Aristotelia paphia

Scientific classification
- Kingdom: Animalia
- Phylum: Arthropoda
- Clade: Pancrustacea
- Class: Insecta
- Order: Lepidoptera
- Family: Gelechiidae
- Genus: Aristotelia
- Species: A. paphia
- Binomial name: Aristotelia paphia Meyrick, 1917

= Aristotelia paphia =

- Authority: Meyrick, 1917

Species of moth

Aristotelia paphia is a moth of the family Gelechiidae. It was described by Edward Meyrick in 1917. It is found in Peru.

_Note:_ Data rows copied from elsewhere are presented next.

//! Order status lifecycle.

use std::str::FromStr;

use serde::{Deserialize, Serialize};

use super::OrderError;

/// The status of an order in its lifecycle.
///
/// Status only ever moves forward:
/// ```text
/// Pending ──► WaitingForKitchen ──► ReadyForDelivery ──► DeliveryStarted ──► DeliveryCompleted
/// ```
#[derive(Debug, Clone, Copy, PartialEq, Eq, Hash, Serialize, Deserialize, Default)]
#[serde(rename_all = "snake_case")]
pub enum OrderStatus {
    /// Persisted, waiting for the inventory reservation.
    #[default]
    Pending,

    /// Stock reserved; handed to the kitchen.
    WaitingForKitchen,

    /// Cooked; handed to delivery.
    ReadyForDelivery,

    /// A driver picked the order up.
    DeliveryStarted,

    /// Delivered (terminal state).
    DeliveryCompleted,
}

/// Result of asking for a status change.
#[derive(Debug, Clone, Copy, PartialEq, Eq)]
pub enum StatusChange {
    /// The status moved forward.
    Advanced { from: OrderStatus, to: OrderStatus },
    /// The order already had the requested status.
    Unchanged,
    /// The order is already past the requested status; nothing was written.
    Stale { current: OrderStatus },
    /// The requested status is not reachable from the current one; nothing
    /// was written.
    Skipped { current: OrderStatus },
}

impl StatusChange {
    pub fn is_advanced(&self) -> bool {
        matches!(self, StatusChange::Advanced { .. })
    }
}

impl OrderStatus {
    fn rank(&self) -> u8 {
        match self {
            OrderStatus::Pending => 0,
            OrderStatus::WaitingForKitchen => 1,
            OrderStatus::ReadyForDelivery => 2,
            OrderStatus::DeliveryStarted => 3,
            OrderStatus::DeliveryCompleted => 4,
        }
    }

    /// Decides what moving from this status to `target` means.
    ///
    /// A pending order only ever leaves for `WaitingForKitchen`. Past that
    /// point forward jumps are accepted so a reordered delivery event still
    /// lands.
    pub fn transition_to(&self, target: OrderStatus) -> StatusChange {
        match self.rank().cmp(&target.rank()) {
            std::cmp::Ordering::Less
                if *self == OrderStatus::Pending && target != OrderStatus::WaitingForKitchen =>
            {
                StatusChange::Skipped { current: *self }
            }
            std::cmp::Ordering::Less => StatusChange::Advanced {
                from: *self,
                to: target,
            },
            std::cmp::Ordering::Equal => StatusChange::Unchanged,
            std::cmp::Ordering::Greater => StatusChange::Stale { current: *self },
        }
    }

    /// Returns true if this is a terminal status.
    pub fn is_terminal(&self) -> bool {
        matches!(self, OrderStatus::DeliveryCompleted)
    }

    /// Returns the status as stored and published.
    pub fn as_str(&self) -> &'static str {
        match self {
            OrderStatus::Pending => "pending",
            OrderStatus::WaitingForKitchen => "waiting_for_kitchen",
            OrderStatus::ReadyForDelivery => "ready_for_delivery",
            OrderStatus::DeliveryStarted => "delivery_started",
            OrderStatus::DeliveryCompleted => "delivery_completed",
        }
    }
}

impl std::fmt::Display for OrderStatus {
    fn fmt(&self, f: &mut std::fmt::Formatter<'_>) -> std::fmt::Result {
        write!(f, "{}", self.as_str())
    }
}

impl FromStr for OrderStatus {
    type Err = OrderError;

    fn from_str(s: &str) -> Result<Self, Self::Err> {
        match s {
            "pending" => Ok(OrderStatus::Pending),
            "waiting_for_kitchen" => Ok(OrderStatus::WaitingForKitchen),
            "ready_for_delivery" => Ok(OrderStatus::ReadyForDelivery),
            "delivery_started" => Ok(OrderStatus::DeliveryStarted),
            "delivery_completed" => Ok(OrderStatus::DeliveryCompleted),
            other => Err(OrderError::UnknownStatus(other.to_string())),
        }
    }
}

#[cfg(test)]
mod tests {
    use super::*;

    const LIFECYCLE: [OrderStatus; 5] = [
        OrderStatus::Pending,
        OrderStatus::WaitingForKitchen,
        OrderStatus::ReadyForDelivery,
        OrderStatus::DeliveryStarted,
        OrderStatus::DeliveryCompleted,
    ];

    #[test]
    fn test_default_status_is_pending() {
        assert_eq!(OrderStatus::default(), OrderStatus::Pending);
    }

    #[test]
    fn test_forward_moves_advance() {
        for pair in LIFECYCLE.windows(2) {
            assert_eq!(
                pair[0].transition_to(pair[1]),
                StatusChange::Advanced {
                    from: pair[0],
                    to: pair[1]
                }
            );
        }
        assert!(
            OrderStatus::WaitingForKitchen
                .transition_to(OrderStatus::DeliveryStarted)
                .is_advanced()
        );
    }

    #[test]
    fn test_pending_only_leaves_for_kitchen() {
        for target in [
            OrderStatus::ReadyForDelivery,
            OrderStatus::DeliveryStarted,
            OrderStatus::DeliveryCompleted,
        ] {
            assert_eq!(
                OrderStatus::Pending.transition_to(target),
                StatusChange::Skipped {
                    current: OrderStatus::Pending
                }
            );
        }
    }

    #[test]
    fn test_same_status_is_unchanged() {
        for status in LIFECYCLE {
            assert_eq!(status.transition_to(status), StatusChange::Unchanged);
        }
    }

    #[test]
    fn test_backward_moves_are_stale() {
        assert_eq!(
            OrderStatus::DeliveryStarted.transition_to(OrderStatus::ReadyForDelivery),
            StatusChange::Stale {
                current: OrderStatus::DeliveryStarted
            }
        );
        assert_eq!(
            OrderStatus::DeliveryCompleted.transition_to(OrderStatus::Pending),
            StatusChange::Stale {
                current: OrderStatus::DeliveryCompleted
            }
        );
    }

    #[test]
    fn test_terminal_status() {
        for status in LIFECYCLE {
            assert_eq!(
                status.is_terminal(),
                status == OrderStatus::DeliveryCompleted
            );
        }
    }

    #[test]
    fn test_string_round_trip() {
        for status in LIFECYCLE {
            assert_eq!(status.as_str().parse::<OrderStatus>().unwrap(), status);
        }
        assert!("cancelled".parse::<OrderStatus>().is_err());
    }

    #[test]
    fn test_serialization_uses_snake_case() {
        let json = serde_json::to_string(&OrderStatus::WaitingForKitchen).unwrap();
        assert_eq!(json, "\"waiting_for_kitchen\"");
        let back: OrderStatus = serde_json::from_str(&json).unwrap();
        assert_eq!(back, OrderStatus::WaitingForKitchen);
    }
}
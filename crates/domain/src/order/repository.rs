use async_trait::async_trait;
use common::OrderId;

use super::{NewOrder, Order, OrderStatus, StatusChange};
use crate::error::Result;

/// Storage for order records.
///
/// The only writer of an order's status. Status writes are conditional: the
/// current status is read under a lock and the write happens only when it
/// moves the order forward, so redelivered or late events are harmless.
#[async_trait]
pub trait OrderRepository: Send + Sync {
    /// Validates and stores a new order with status `pending`.
    async fn create(&self, order: NewOrder) -> Result<Order>;

    /// Loads an order with its items.
    async fn get(&self, id: OrderId) -> Result<Option<Order>>;

    /// Moves the order to `target` if that is forward.
    ///
    /// Returns the order as stored after the call and what happened.
    /// Fails with `OrderNotFound` if there is no such order.
    async fn advance_status(&self, id: OrderId, target: OrderStatus)
    -> Result<(Order, StatusChange)>;
}
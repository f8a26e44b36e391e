//! Fulfillment service entry point.

use std::process::ExitCode;

use api::config::Config;
use api::runtime::{init_tracing, install_metrics};

#[tokio::main]
async fn main() -> ExitCode {
    let config = match Config::from_env() {
        Ok(config) => config,
        Err(e) => {
            eprintln!("invalid configuration: {e}");
            return ExitCode::FAILURE;
        }
    };

    init_tracing(config.log_format, &config.log_level);

    let metrics_handle = match install_metrics() {
        Ok(handle) => handle,
        Err(e) => {
            tracing::error!(error = %e, "startup failed");
            return ExitCode::FAILURE;
        }
    };

    match api::service::run(config, metrics_handle).await {
        Ok(()) => ExitCode::SUCCESS,
        Err(e) => {
            tracing::error!(error = %e, "service failed");
            ExitCode::FAILURE
        }
    }
}
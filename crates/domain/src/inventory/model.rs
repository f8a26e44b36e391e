use std::collections::BTreeMap;
use std::str::FromStr;

use chrono::{DateTime, Utc};
use common::{OrderId, OrderItem, ProductId};
use serde::{Deserialize, Serialize};

use crate::error::DomainError;

/// A stocked product.
#[derive(Debug, Clone, PartialEq, Eq, Serialize, Deserialize)]
pub struct Product {
    pub id: ProductId,
    pub name: String,
    /// Units available for new reservations. Never negative.
    pub quantity: i64,
    pub price_cents: i64,
    pub updated_at: DateTime<Utc>,
}

impl Product {
    pub fn new(id: i64, name: impl Into<String>, quantity: i64, price_cents: i64) -> Self {
        Self {
            id: ProductId::new(id),
            name: name.into(),
            quantity,
            price_cents,
            updated_at: Utc::now(),
        }
    }

    /// The menu the inventory migration seeds.
    pub fn seed() -> Vec<Product> {
        vec![
            Product::new(1, "Margherita Pizza", 100, 1299),
            Product::new(2, "Caesar Salad", 50, 899),
            Product::new(3, "Garlic Bread", 75, 499),
        ]
    }
}

/// Lifecycle of a reservation row.
#[derive(Debug, Clone, Copy, PartialEq, Eq, Hash, Serialize, Deserialize)]
#[serde(rename_all = "snake_case")]
pub enum ReservationStatus {
    Reserved,
    Released,
    Confirmed,
}

impl ReservationStatus {
    pub fn as_str(&self) -> &'static str {
        match self {
            ReservationStatus::Reserved => "reserved",
            ReservationStatus::Released => "released",
            ReservationStatus::Confirmed => "confirmed",
        }
    }
}

impl std::fmt::Display for ReservationStatus {
    fn fmt(&self, f: &mut std::fmt::Formatter<'_>) -> std::fmt::Result {
        write!(f, "{}", self.as_str())
    }
}

impl FromStr for ReservationStatus {
    type Err = DomainError;

    fn from_str(s: &str) -> Result<Self, Self::Err> {
        match s {
            "reserved" => Ok(ReservationStatus::Reserved),
            "released" => Ok(ReservationStatus::Released),
            "confirmed" => Ok(ReservationStatus::Confirmed),
            other => Err(DomainError::Corrupt(format!(
                "unknown reservation status {other}"
            ))),
        }
    }
}

/// Stock held for one product of one order.
#[derive(Debug, Clone, PartialEq, Eq, Serialize, Deserialize)]
pub struct InventoryReservation {
    pub order_id: OrderId,
    pub product_id: ProductId,
    pub quantity: i64,
    pub status: ReservationStatus,
    pub created_at: DateTime<Utc>,
    pub updated_at: DateTime<Utc>,
}

/// Result of a reservation attempt that reached a decision.
#[derive(Debug, Clone, PartialEq, Eq)]
pub enum ReservationOutcome {
    /// Every line was reserved.
    Accepted,
    /// A business rule refused the order; nothing was reserved.
    Rejected { reason: String },
}

impl ReservationOutcome {
    pub const ACCEPTED_MESSAGE: &'static str = "Successfully reserved inventory";

    pub fn is_accepted(&self) -> bool {
        matches!(self, ReservationOutcome::Accepted)
    }

    /// Human-readable message carried on `inventory.reserved`.
    pub fn message(&self) -> &str {
        match self {
            ReservationOutcome::Accepted => Self::ACCEPTED_MESSAGE,
            ReservationOutcome::Rejected { reason } => reason,
        }
    }

    pub(crate) fn product_not_found(product_id: ProductId) -> Self {
        ReservationOutcome::Rejected {
            reason: format!("Product {product_id} not found"),
        }
    }

    pub(crate) fn insufficient(product_id: ProductId, requested: i64, available: i64) -> Self {
        ReservationOutcome::Rejected {
            reason: format!(
                "Insufficient quantity for product {product_id} (requested: {requested}, available: {available})"
            ),
        }
    }
}

/// Validates a reservation request and returns its lines in lock order.
///
/// An empty request or a line for zero units can never be reserved.
pub fn reservable_lines(items: &[OrderItem]) -> Result<Vec<(ProductId, i64)>, DomainError> {
    if items.is_empty() {
        return Err(DomainError::InvalidReservation("no line items".to_string()));
    }
    if let Some(item) = items.iter().find(|item| item.quantity == 0) {
        return Err(DomainError::InvalidReservation(format!(
            "zero quantity for product {}",
            item.product_id
        )));
    }
    Ok(lock_order(items))
}

/// Merges lines for the same product and orders them by ascending id.
///
/// Every engine locks stock rows in this order, so two orders touching the
/// same products can never wait on each other in a cycle.
pub fn lock_order(items: &[OrderItem]) -> Vec<(ProductId, i64)> {
    let mut merged: BTreeMap<ProductId, i64> = BTreeMap::new();
    for item in items {
        *merged.entry(item.product_id).or_default() += i64::from(item.quantity);
    }
    merged.into_iter().collect()
}
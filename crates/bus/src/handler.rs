//! Handler contract and the ack/nack decision.

use std::sync::Arc;
use std::time::Instant;

use async_trait::async_trait;
use events::{EventEnvelope, WireMessage};
use thiserror::Error;
use tracing::{Span, debug, error, warn};

use crate::error::Result;
use crate::topology::QueueSpec;

/// Failure reported by an [`EventHandler`].
#[derive(Debug, Clone, PartialEq, Eq, Error)]
pub enum HandlerError {
    /// Worth retrying: the broker should redeliver.
    #[error("transient failure: {0}")]
    Transient(String),

    /// Retrying cannot help: drop the message.
    #[error("permanent failure: {0}")]
    Permanent(String),
}

impl HandlerError {
    pub fn is_transient(&self) -> bool {
        matches!(self, HandlerError::Transient(_))
    }
}

/// What happens to a delivery once it has been handled.
#[derive(Debug, Clone, Copy, PartialEq, Eq)]
pub enum Disposition {
    /// Processed; remove from the queue.
    Ack,
    /// Nack with requeue; the broker redelivers.
    Requeue,
    /// Nack without requeue; dropped or dead-lettered.
    Discard,
}

impl Disposition {
    pub fn as_str(&self) -> &'static str {
        match self {
            Disposition::Ack => "ack",
            Disposition::Requeue => "requeue",
            Disposition::Discard => "discard",
        }
    }
}

impl std::fmt::Display for Disposition {
    fn fmt(&self, f: &mut std::fmt::Formatter<'_>) -> std::fmt::Result {
        write!(f, "{}", self.as_str())
    }
}

/// Reacts to one decoded event and returns the follow-up events to publish.
///
/// Implementations must be safe to call more than once with the same event:
/// delivery is at least once.
#[async_trait]
pub trait EventHandler: Send + Sync {
    async fn handle(
        &self,
        envelope: EventEnvelope,
    ) -> std::result::Result<Vec<EventEnvelope>, HandlerError>;
}

/// Publishes events to the shared exchange.
#[async_trait]
pub trait Publisher: Send + Sync {
    async fn publish(&self, envelope: &EventEnvelope) -> Result<()>;
}

/// A broker that can also host consumers.
#[async_trait]
pub trait MessageBus: Publisher {
    /// Declares the durable queue and binds each of its routing keys.
    async fn declare_queue(&self, spec: &QueueSpec) -> Result<()>;

    /// Runs the consume loop for `spec` until the delivery stream ends.
    async fn consume(&self, spec: &QueueSpec, handler: Arc<dyn EventHandler>) -> Result<()>;
}

/// Decodes, handles and publishes for one delivery, and decides its fate.
///
/// Outbound events are published before the delivery is settled, so a crash
/// or publish failure leads to redelivery rather than a lost follow-up.
#[tracing::instrument(
    name = "bus.consume",
    skip_all,
    fields(
        queue = %queue,
        routing_key = %message.routing_key,
        message_id = %message.message_id,
        trace_id = tracing::field::Empty,
    )
)]
pub async fn dispatch(
    queue: &str,
    message: &WireMessage,
    handler: &dyn EventHandler,
    publisher: &dyn Publisher,
) -> Disposition {
    let start = Instant::now();

    let disposition = match EventEnvelope::from_wire(message) {
        Err(e) => {
            error!(error = %e, "Discarding undecodable message");
            Disposition::Discard
        }
        Ok(envelope) => {
            if let Some(trace_id) = envelope.context.trace_id() {
                Span::current().record("trace_id", trace_id);
            }
            let order_id = envelope.event.order_id();
            match handler.handle(envelope).await {
                Ok(outbound) => publish_all(publisher, &outbound).await,
                Err(HandlerError::Transient(reason)) => {
                    warn!(%order_id, %reason, "Handler failed transiently, requeueing");
                    Disposition::Requeue
                }
                Err(HandlerError::Permanent(reason)) => {
                    error!(%order_id, %reason, "Handler failed permanently, discarding");
                    Disposition::Discard
                }
            }
        }
    };

    debug!(%disposition, "Delivery settled");
    metrics::counter!(
        "bus_messages_total",
        "queue" => queue.to_string(),
        "disposition" => disposition.as_str()
    )
    .increment(1);
    metrics::histogram!("bus_handler_duration_seconds", "queue" => queue.to_string())
        .record(start.elapsed().as_secs_f64());

    disposition
}

async fn publish_all(publisher: &dyn Publisher, outbound: &[EventEnvelope]) -> Disposition {
    for envelope in outbound {
        if let Err(e) = publisher.publish(envelope).await {
            warn!(
                error = %e,
                routing_key = envelope.routing_key(),
                "Failed to publish follow-up event, requeueing"
            );
            return Disposition::Requeue;
        }
    }
    Disposition::Ack
}
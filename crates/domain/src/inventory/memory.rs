use std::collections::BTreeMap;
use std::sync::Arc;

use async_trait::async_trait;
use chrono::Utc;
use common::{OrderId, OrderItem, ProductId};
use tokio::sync::Mutex;

use super::{
    InventoryReservation, Product, ReservationEngine, ReservationOutcome, ReservationStatus,
    reservable_lines,
};
use crate::error::{DomainError, Result};

#[derive(Debug, Default)]
struct InMemoryInventoryState {
    products: BTreeMap<ProductId, Product>,
    reservations: Vec<InventoryReservation>,
    fail_on_reserve: bool,
}

/// In-memory reservation engine.
///
/// The whole check-and-reserve runs under one lock, which gives the same
/// all-or-nothing and serialization guarantees as the row locks in Postgres.
#[derive(Debug, Clone, Default)]
pub struct InMemoryReservationEngine {
    state: Arc<Mutex<InMemoryInventoryState>>,
}

impl InMemoryReservationEngine {
    /// Creates an engine with no products.
    pub fn new() -> Self {
        Self::default()
    }

    /// Creates an engine stocked with `products`.
    pub fn with_products(products: impl IntoIterator<Item = Product>) -> Self {
        let state = InMemoryInventoryState {
            products: products.into_iter().map(|p| (p.id, p)).collect(),
            ..Default::default()
        };
        Self {
            state: Arc::new(Mutex::new(state)),
        }
    }

    /// Creates an engine stocked with the seed menu.
    pub fn seeded() -> Self {
        Self::with_products(Product::seed())
    }

    /// Makes reservation attempts fail with a transient error until switched off.
    pub async fn set_fail_on_reserve(&self, fail: bool) {
        self.state.lock().await.fail_on_reserve = fail;
    }

    /// Returns the available quantity of a product.
    pub async fn stock(&self, product_id: i64) -> Option<i64> {
        self.state
            .lock()
            .await
            .products
            .get(&ProductId::new(product_id))
            .map(|p| p.quantity)
    }
}

#[async_trait]
impl ReservationEngine for InMemoryReservationEngine {
    async fn check_and_reserve(
        &self,
        order_id: OrderId,
        items: &[OrderItem],
    ) -> Result<ReservationOutcome> {
        let mut state = self.state.lock().await;
        if state.fail_on_reserve {
            return Err(DomainError::Unavailable("inventory store is failing".to_string()));
        }
        let lines = reservable_lines(items)?;
        if state.reservations.iter().any(|r| r.order_id == order_id) {
            return Ok(ReservationOutcome::Accepted);
        }

        for (product_id, requested) in &lines {
            let Some(product) = state.products.get(product_id) else {
                return Ok(ReservationOutcome::product_not_found(*product_id));
            };
            if product.quantity < *requested {
                return Ok(ReservationOutcome::insufficient(
                    *product_id,
                    *requested,
                    product.quantity,
                ));
            }
        }

        let now = Utc::now();
        for (product_id, requested) in lines {
            if let Some(product) = state.products.get_mut(&product_id) {
                product.quantity -= requested;
                product.updated_at = now;
            }
            state.reservations.push(InventoryReservation {
                order_id,
                product_id,
                quantity: requested,
                status: ReservationStatus::Reserved,
                created_at: now,
                updated_at: now,
            });
        }
        Ok(ReservationOutcome::Accepted)
    }

    async fn confirm(&self, order_id: OrderId) -> Result<u64> {
        let mut state = self.state.lock().await;
        let now = Utc::now();
        let mut changed = 0;
        for reservation in state.reservations.iter_mut() {
            if reservation.order_id == order_id
                && reservation.status == ReservationStatus::Reserved
            {
                reservation.status = ReservationStatus::Confirmed;
                reservation.updated_at = now;
                changed += 1;
            }
        }
        Ok(changed)
    }

    async fn release(&self, order_id: OrderId) -> Result<u64> {
        let mut guard = self.state.lock().await;
        let state = &mut *guard;
        let now = Utc::now();
        let mut changed = 0;
        for reservation in state.reservations.iter_mut() {
            if reservation.order_id == order_id
                && reservation.status == ReservationStatus::Reserved
            {
                if let Some(product) = state.products.get_mut(&reservation.product_id) {
                    product.quantity += reservation.quantity;
                    product.updated_at = now;
                }
                reservation.status = ReservationStatus::Released;
                reservation.updated_at = now;
                changed += 1;
            }
        }
        Ok(changed)
    }

    async fn product(&self, product_id: ProductId) -> Result<Option<Product>> {
        Ok(self.state.lock().await.products.get(&product_id).cloned())
    }

    async fn reservations(&self, order_id: OrderId) -> Result<Vec<InventoryReservation>> {
        Ok(self
            .state
            .lock()
            .await
            .reservations
            .iter()
            .filter(|r| r.order_id == order_id)
            .cloned()
            .collect())
    }
}
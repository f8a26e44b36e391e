use std::hint::black_box;

use chrono::Utc;
use criterion::{Criterion, criterion_group, criterion_main};
use events::{
    EventEnvelope, OrderCreated, OrderId, OrderItem, OrderReadyForDelivery, PropagationContext,
    SagaEvent,
};

fn items(n: i64) -> Vec<OrderItem> {
    (1..=n)
        .map(|id| {
            OrderItem::new(id, 2)
                .with_name(format!("Product {id}"))
                .with_unit_price_cents(999)
        })
        .collect()
}

fn order_created(n: i64) -> EventEnvelope {
    EventEnvelope::new(
        SagaEvent::OrderCreated(OrderCreated {
            order_id: OrderId::new(1),
            customer_id: "cust-1".to_string(),
            status: "pending".to_string(),
            created_at: Utc::now(),
            items: items(n),
        }),
        PropagationContext::new_root(),
    )
}

fn bench_encode_order_created(c: &mut Criterion) {
    let envelope = order_created(3);

    c.bench_function("codec/encode_order_created", |b| {
        b.iter(|| black_box(envelope.to_wire()));
    });
}

fn bench_decode_order_created(c: &mut Criterion) {
    let wire = order_created(3).to_wire();

    c.bench_function("codec/decode_order_created", |b| {
        b.iter(|| EventEnvelope::from_wire(black_box(&wire)).unwrap());
    });
}

fn bench_decode_large_order(c: &mut Criterion) {
    let wire = order_created(50).to_wire();

    c.bench_function("codec/decode_order_created_50_items", |b| {
        b.iter(|| EventEnvelope::from_wire(black_box(&wire)).unwrap());
    });
}

fn bench_round_trip_ready_for_delivery(c: &mut Criterion) {
    let envelope = EventEnvelope::new(
        SagaEvent::OrderReadyForDelivery(OrderReadyForDelivery {
            order_id: OrderId::new(7),
            items: items(5),
            delivery_address: "12 Elm Street".to_string(),
            customer_id: "cust-1".to_string(),
        }),
        PropagationContext::new_root(),
    );

    c.bench_function("codec/round_trip_ready_for_delivery", |b| {
        b.iter(|| {
            let wire = envelope.to_wire();
            EventEnvelope::from_wire(&wire).unwrap()
        });
    });
}

criterion_group!(
    benches,
    bench_encode_order_created,
    bench_decode_order_created,
    bench_decode_large_order,
    bench_round_trip_ready_for_delivery,
);
criterion_main!(benches);
//! Saga error types.

use bus::{BusError, HandlerError};
use common::OrderId;
use domain::DomainError;
use events::EventKind;
use thiserror::Error;

/// Errors that can occur while reacting to saga events.
#[derive(Debug, Error)]
pub enum SagaError {
    /// Domain error.
    #[error("Domain error: {0}")]
    Domain(#[from] DomainError),

    /// Bus error.
    #[error("Bus error: {0}")]
    Bus(#[from] BusError),

    /// The event refers to an order this service does not know.
    #[error("Order not found: {0}")]
    OrderNotFound(OrderId),

    /// The event was routed to a service that does not consume it.
    #[error("{service} does not handle {kind} events")]
    UnexpectedEvent {
        service: &'static str,
        kind: EventKind,
    },
}

impl SagaError {
    /// Whether redelivering the triggering event could succeed.
    pub fn is_transient(&self) -> bool {
        match self {
            SagaError::Domain(e) => e.is_transient(),
            SagaError::Bus(e) => !matches!(e, BusError::Codec(_)),
            SagaError::OrderNotFound(_) | SagaError::UnexpectedEvent { .. } => false,
        }
    }
}

impl From<SagaError> for HandlerError {
    fn from(e: SagaError) -> Self {
        if e.is_transient() {
            HandlerError::Transient(e.to_string())
        } else {
            HandlerError::Permanent(e.to_string())
        }
    }
}

/// Convenience type alias for saga results.
pub type Result<T> = std::result::Result<T, SagaError>;
//! Process-wide logging, metrics and shutdown handling.

use metrics_exporter_prometheus::{PrometheusBuilder, PrometheusHandle};
use tokio::signal;
use tracing_subscriber::EnvFilter;
use tracing_subscriber::layer::SubscriberExt;
use tracing_subscriber::util::SubscriberInitExt;

use crate::config::LogFormat;
use crate::error::StartupError;

/// Installs the global tracing subscriber.
///
/// `RUST_LOG` wins over `default_filter` when it parses.
pub fn init_tracing(format: LogFormat, default_filter: &str) {
    let filter = EnvFilter::try_from_default_env().unwrap_or_else(|_| EnvFilter::new(default_filter));
    let registry = tracing_subscriber::registry().with(filter);
    match format {
        LogFormat::Json => registry
            .with(tracing_subscriber::fmt::layer().json().with_current_span(true))
            .init(),
        LogFormat::Text => registry.with(tracing_subscriber::fmt::layer()).init(),
    }
}

/// Installs the Prometheus recorder and returns its render handle.
pub fn install_metrics() -> Result<PrometheusHandle, StartupError> {
    PrometheusBuilder::new()
        .install_recorder()
        .map_err(|e| StartupError::Metrics(e.to_string()))
}

/// Waits for a shutdown signal (SIGINT or SIGTERM).
///
/// A signal handler that cannot be installed never fires.
pub async fn shutdown_signal() {
    let ctrl_c = async {
        if let Err(e) = signal::ctrl_c().await {
            tracing::error!(error = %e, "failed to install SIGINT handler");
            std::future::pending::<()>().await;
        }
    };

    #[cfg(unix)]
    let terminate = async {
        match signal::unix::signal(signal::unix::SignalKind::terminate()) {
            Ok(mut sigterm) => {
                sigterm.recv().await;
            }
            Err(e) => {
                tracing::error!(error = %e, "failed to install SIGTERM handler");
                std::future::pending::<()>().await;
            }
        }
    };

    #[cfg(not(unix))]
    let terminate = std::future::pending::<()>();

    tokio::select! {
        () = ctrl_c => {
            tracing::info!("received SIGINT, starting graceful shutdown");
        }
        () = terminate => {
            tracing::info!("received SIGTERM, starting graceful shutdown");
        }
    }
}
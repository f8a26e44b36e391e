//! Stock, reservations and the reservation engine.

mod engine;
mod memory;
mod model;
mod postgres;

pub use engine::ReservationEngine;
pub use memory::InMemoryReservationEngine;
pub use model::{
    InventoryReservation, Product, ReservationOutcome, ReservationStatus, lock_order,
    reservable_lines,
};
pub use postgres::PostgresReservationEngine;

The wingspan is 10–12 mm. The forewings are rather dark grey, the dorsal area more or less mixed suffusedly with light crimson pink and sometimes with light ochreous. There are blackish oblique bars from the costa at one-sixth and one-third, just crossing the fold, the first posteriorly and the second on both sides more or less distinctly edged with whitish tinged with crimson pink. There is a rosy-white mark on the middle of the costa. The discal stigmata are black, the first sometimes connected with the apex of the preceding bar, the second larger, edged beneath by a light yellow-ochreous spot. A pale rose-pink spot is found on the costa at four-fifths, white on the costal edge. The hindwings are grey.